C’était en 2001 je crois, j’étais déjà überfan, adolescent, avec les posters dans la chambre et tout. Je me souviens que Moix avait tourné un compliment boursouflé du genre "dans la littérature française il y a eu proust, céline et maintenant jauffret". Ca m’a paru un peu injurieux de comparer jauffret à ces écrivains de second ordre.
Pour en revenir à Podium… bon tu sais ces histoires de groupies ne m’intéressent pas vraiment. C’est un peu loin de moi on va dire…
Je ne savais pas que Moix admirait le travail de Jauffret et ça ne me surprend pas.
Je m’explique : comme Jauffret, Moix est un grand malade au sens positif du terme.

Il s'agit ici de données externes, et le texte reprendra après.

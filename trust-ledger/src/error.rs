//! Error types for the trust ledger

use thiserror::Error;

/// Result type for ledger operations
pub type Result<T> = std::result::Result<T, Error>;

/// Ledger errors
#[derive(Error, Debug)]
pub enum Error {
    /// Transaction rejected before reaching the mempool
    #[error("Invalid transaction: {0}")]
    InvalidTransaction(String),

    /// Chain structure rejected on import
    #[error("Invalid chain: {0}")]
    InvalidChain(String),

    /// Proof-of-work difficulty out of reach
    #[error("Invalid difficulty: {0}")]
    InvalidDifficulty(String),

    /// Serialization error (JSON)
    #[error("Serialization error: {0}")]
    Serialization(#[from] serde_json::Error),

    /// Concurrency error (actor mailbox closed, etc.)
    #[error("Concurrency error: {0}")]
    Concurrency(String),

    /// Configuration error
    #[error("Configuration error: {0}")]
    Config(String),

    /// IO error
    #[error("IO error: {0}")]
    Io(#[from] std::io::Error),
}
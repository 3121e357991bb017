#![allow(dead_code)]

pub mod mock_h2_server;
pub mod mock_proxy;
pub mod mock_server;
pub mod tls;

C’est un obsessionnel, un vrai maniaque et c’est tout simplement jouissif !
Il est capable d’écrire des pages sur un détail, sur une sensation, d’aller creuser le truc sous toutes ses profondeurs et ses strates. Cela peut énerver mais d’un point de vue littéraire c’est vraiment intéressant. C’est un vrai styliste systémique lui aussi même si ses thèmes sont différents.
Bon pour en revenir à notre extrait, je te rassure je ne m’intéresse pas spécialement aux "histoires de groupies", mais faut-il s’arrêter au thème d’un livre pour y trouver ou non de l’intérêt ? L’intérêt là c’est vraiment le traitement, la forme (même si le fond, l’histoire tient aussi la route), ce qu’il a réussi à faire à partir de cette histoire de sosies, de folie dans l’amour démesuré porté à un être.
Cet extrait illustre bien ce qu’il s’est amusé à faire, à pasticher, à détourner, en explorant tout cet univers de dingue ! C’est un peu comme qd B.easton Ellis (on y revient !) s’amuse à décrire, avec tout son sérieux ironique, l’œuvre de N.Huston, etc ds A.P.